節税意外の医療法人化のメリット・デメリットもふまえ、自身が実現したい医療経営のためにはいつどのように法人化するべきかを考えていく必要があります。

場合によっては医療法人化せず開業医として働き続ける選択肢も十分考えられます。
今一度、医療法人と開業医のメリット・デメリットを比較しておきたいとお考えの方は、以下の記事を併せてお読みください。
開業医になるには個人事業主?医療法人?税金の違いやメリット・デメリットを解説

複数の専門家に相談する

2つ目は、複数の専門家に相談することです。
医療法人化の手続きは複雑で、医院の財務状況、先生個人の所得状況などから総合的に判断して決めていく必要があります。
しかし、法人設立の手数料を稼ぎたい顧問税理士に急かされ、個別の状況を十分に考慮しないまま医療法人化をして失敗してしまうケースをよく耳にします。

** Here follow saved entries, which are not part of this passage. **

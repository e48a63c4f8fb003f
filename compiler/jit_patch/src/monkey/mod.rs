//! Function and class indirection.
//!
//! Every global function call and class reference in executable code is
//! routed through a variable whose value the runtime resolver picks:
//!
//! ```text
//! function f() { rand(2, 5); }
//! // becomes
//! function f() {$__KMONKEY__0 = \Kahlan\Plugin\Monkey::patched(__NAMESPACE__, 'rand', true);
//!     $__KMONKEY__0(2, 5); }
//! ```
//!
//! Assignments are hoisted to the start of the enclosing function, or just
//! after the open tag, `declare` and `use` statements at file level. Each
//! distinct reference is resolved once per block. The hoisted line never
//! contains a newline, so line numbers are preserved.

mod blacklist;
mod substitutions;

use std::path::Path;

use jit_ir::{LiteralKind, Node, NodeFlags, NodeId, NodeKind, NodeTree, UseMap};
use jit_lexer::{TokenKind, TokenStream};
use rustc_hash::{FxHashMap, FxHashSet};
use tracing::{debug, trace};

use crate::fragment::{code_nodes, insertion_line, is_declare, is_tag, next_kind, prev_kind, rewrite};
use crate::Patcher;

pub use substitutions::Substitutions;

/// Monkey configuration.
#[derive(Clone, Debug)]
pub struct MonkeyOptions {
    /// Static call returning the name to use for a reference.
    pub resolver: String,
    /// Infix of the generated variable names (`$__{prefix}__N`).
    pub prefix: String,
}

impl Default for MonkeyOptions {
    fn default() -> Self {
        MonkeyOptions {
            resolver: "\\Kahlan\\Plugin\\Monkey::patched".to_string(),
            prefix: "KMONKEY".to_string(),
        }
    }
}

/// Namespace argument passed to the resolver.
#[derive(Clone, Copy, Debug, PartialEq, Eq, Hash)]
enum Scope {
    /// Relative to the namespace the code is written in.
    Current,
    /// Already fully qualified.
    Global,
}

impl Scope {
    fn as_php(self) -> &'static str {
        match self {
            Scope::Current => "__NAMESPACE__",
            Scope::Global => "null",
        }
    }
}

/// Hoisted assignments for one function body or file-level block.
struct Block {
    id: NodeId,
    /// Insertion index, `None` when the block cannot host assignments.
    index: Option<usize>,
    vars: FxHashMap<(Scope, String, bool), String>,
    decls: Vec<String>,
}

#[derive(Clone, Debug)]
pub struct Monkey {
    options: MonkeyOptions,
    blacklist: FxHashSet<String>,
    counter: usize,
}

impl Default for Monkey {
    fn default() -> Self {
        Monkey::new(MonkeyOptions::default())
    }
}

impl Monkey {
    pub fn new(options: MonkeyOptions) -> Self {
        Monkey {
            options,
            blacklist: blacklist::BLACKLIST.iter().map(|s| (*s).to_string()).collect(),
            counter: 0,
        }
    }

    /// Never redirect `name` (case-insensitive).
    pub fn add_blacklist(&mut self, name: &str) {
        self.blacklist.insert(name.to_ascii_lowercase());
    }

    pub fn is_blacklisted(&self, name: &str) -> bool {
        self.blacklist
            .contains(&name.trim_start_matches('\\').to_ascii_lowercase())
    }

    /// Variables generated by the last `process` call.
    pub fn generated(&self) -> usize {
        self.counter
    }

    /// Rewrite references in one code fragment, recording hoisted lines.
    fn rewrite_code(&mut self, code: &str, uses: &UseMap, block: &mut Block) -> Option<String> {
        let mut attribute_depth = 0usize;
        rewrite(code, |stream, i| {
            let token = &stream[i];
            match token.kind() {
                TokenKind::AttributeOpen => attribute_depth = 1,
                TokenKind::OpenBracket if attribute_depth > 0 => attribute_depth += 1,
                TokenKind::CloseBracket if attribute_depth > 0 => attribute_depth -= 1,
                _ => {}
            }
            if attribute_depth > 0 || self.is_blacklisted(token.text()) {
                return None;
            }
            let is_function = call_style(stream, i)?;
            let (scope, name) = resolve(token.text(), uses);
            Some(self.variable(block, scope, name, is_function))
        })
    }

    /// Variable standing in for `name`, allocating it on first use.
    fn variable(&mut self, block: &mut Block, scope: Scope, name: String, is_function: bool) -> String {
        let key = (scope, name.to_ascii_lowercase(), is_function);
        if let Some(var) = block.vars.get(&key) {
            return var.clone();
        }
        let var = format!("$__{}__{}", self.options.prefix, self.counter);
        self.counter += 1;
        trace!(%name, %var, is_function, "monkey");
        block.decls.push(format!(
            "{var} = {}({}, '{name}', {is_function});",
            self.options.resolver,
            scope.as_php(),
        ));
        block.vars.insert(key, var.clone());
        var
    }
}

impl Patcher for Monkey {
    fn process(&mut self, tree: &mut NodeTree, _file: Option<&Path>) {
        self.counter = 0;
        let mut blocks: Vec<Block> = Vec::new();
        let mut slots: FxHashMap<NodeId, usize> = FxHashMap::default();

        for id in code_nodes(tree) {
            let Some(parent) = tree.parent(id) else {
                continue;
            };
            if !matches!(
                tree[parent].kind,
                NodeKind::Root | NodeKind::Namespace | NodeKind::Function
            ) {
                continue;
            }
            let slot = *slots.entry(parent).or_insert_with(|| {
                blocks.push(Block {
                    id: parent,
                    index: insertion_index(tree, parent),
                    vars: FxHashMap::default(),
                    decls: Vec::new(),
                });
                blocks.len() - 1
            });
            let block = &mut blocks[slot];
            if block.index.is_none() {
                continue;
            }
            let rewritten = self.rewrite_code(&tree[id].body, tree.uses_for(id), block);
            if let Some(body) = rewritten {
                tree[id].body = body;
            }
        }

        for block in blocks {
            let Some(index) = block.index else {
                continue;
            };
            if block.decls.is_empty() {
                continue;
            }
            let line = insertion_line(tree, block.id, index);
            tree.insert_child(block.id, index, Node::synthetic(block.decls.join(" "), Some(line)));
        }
        debug!(generated = self.counter, "monkey done");
    }
}

/// `Some(true)` for a function-style call, `Some(false)` for a class
/// reference, `None` when the token is not a redirectable reference.
fn call_style(stream: &TokenStream, i: usize) -> Option<bool> {
    if !matches!(
        stream[i].kind(),
        TokenKind::Ident | TokenKind::QualifiedName | TokenKind::FullyQualifiedName
    ) {
        return None;
    }
    if let Some(p) = stream.prev_significant(i) {
        if stream[p].text_is("const") {
            return None;
        }
    }
    match prev_kind(stream, i) {
        Some(TokenKind::New) => return Some(false),
        Some(
            TokenKind::Arrow
            | TokenKind::NullsafeArrow
            | TokenKind::DoubleColon
            | TokenKind::Function,
        ) => return None,
        _ => {}
    }
    match next_kind(stream, i)? {
        (_, TokenKind::OpenParen) => Some(true),
        (n, TokenKind::DoubleColon) => {
            let member = stream.next_significant(n + 1)?;
            (!stream[member].is(TokenKind::Class)).then_some(false)
        }
        _ => None,
    }
}

/// Scope and name to hand the resolver for `text` as written.
fn resolve(text: &str, uses: &UseMap) -> (Scope, String) {
    if let Some(stripped) = text.strip_prefix('\\') {
        return (Scope::Global, stripped.to_string());
    }
    let (first, rest) = match text.split_once('\\') {
        Some((first, rest)) => (first, Some(rest)),
        None => (text, None),
    };
    let alias = uses.get(first).or_else(|| {
        uses.iter()
            .find(|(k, _)| k.eq_ignore_ascii_case(first))
            .map(|(_, v)| v)
    });
    match (alias, rest) {
        (Some(fq), Some(rest)) => (Scope::Global, format!("{}\\{rest}", fq.trim_start_matches('\\'))),
        (Some(fq), None) => (Scope::Global, fq.trim_start_matches('\\').to_string()),
        (None, _) => (Scope::Current, text.to_string()),
    }
}

/// Where hoisted assignments go inside `block`.
///
/// Functions take them first thing. File-level blocks take them after the
/// leading open tag, `declare` and `use` statements. A file whose first tag
/// is `<?=` has no statement position, so it gets nothing.
fn insertion_index(tree: &NodeTree, block: NodeId) -> Option<usize> {
    let children = tree.children(block);
    let start = match tree[block].kind {
        NodeKind::Function => return Some(0),
        NodeKind::Namespace => 0,
        _ => {
            let first = children
                .iter()
                .position(|&c| is_tag(tree, c) && tree[c].body.starts_with("<?"))?;
            if tree[children[first]].body.starts_with("<?=") {
                return None;
            }
            first + 1
        }
    };

    let mut index = start;
    for (n, &child) in children.iter().enumerate().skip(start) {
        let node = &tree[child];
        let leading = node.kind == NodeKind::Use || is_declare(tree, child);
        let filler = matches!(
            node.kind,
            NodeKind::Literal(LiteralKind::Comment | LiteralKind::DocComment)
        ) || (node.kind == NodeKind::Code
            && node.has(NodeFlags::IN_PHP | NodeFlags::PROCESSABLE)
            && node.body.trim().is_empty());
        if leading {
            index = n + 1;
        } else if !filler {
            break;
        }
    }
    Some(index)
}

#[cfg(test)]
mod tests;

信頼のおける税理士であればもちろん問題ありませんが、可能であれば複数の専門家に相談し慎重に判断することが望ましいです。

役員報酬額を再検討する

3つ目は、役員報酬額を再検討することです。
役員報酬額が高いと経営を圧迫してしまう可能性が大いにあります。
毎年額を見直せるので、業績が悪化し始めていたり見通しが悪かったりする際は、役員報酬額を再検討してみてください。

まとめ

今回は医療法人化することで失敗する事例を見てきました。
それぞれの失敗事例に特徴がありますが、ポイントを意識すれば防げる事態でもあります。
自分の能力を過信せず、計画を立てた上で医療機関の運営をすることが大切です。
自分では解決できない問題は複数の専門家に相談した上で、解決策を探っていきましょう。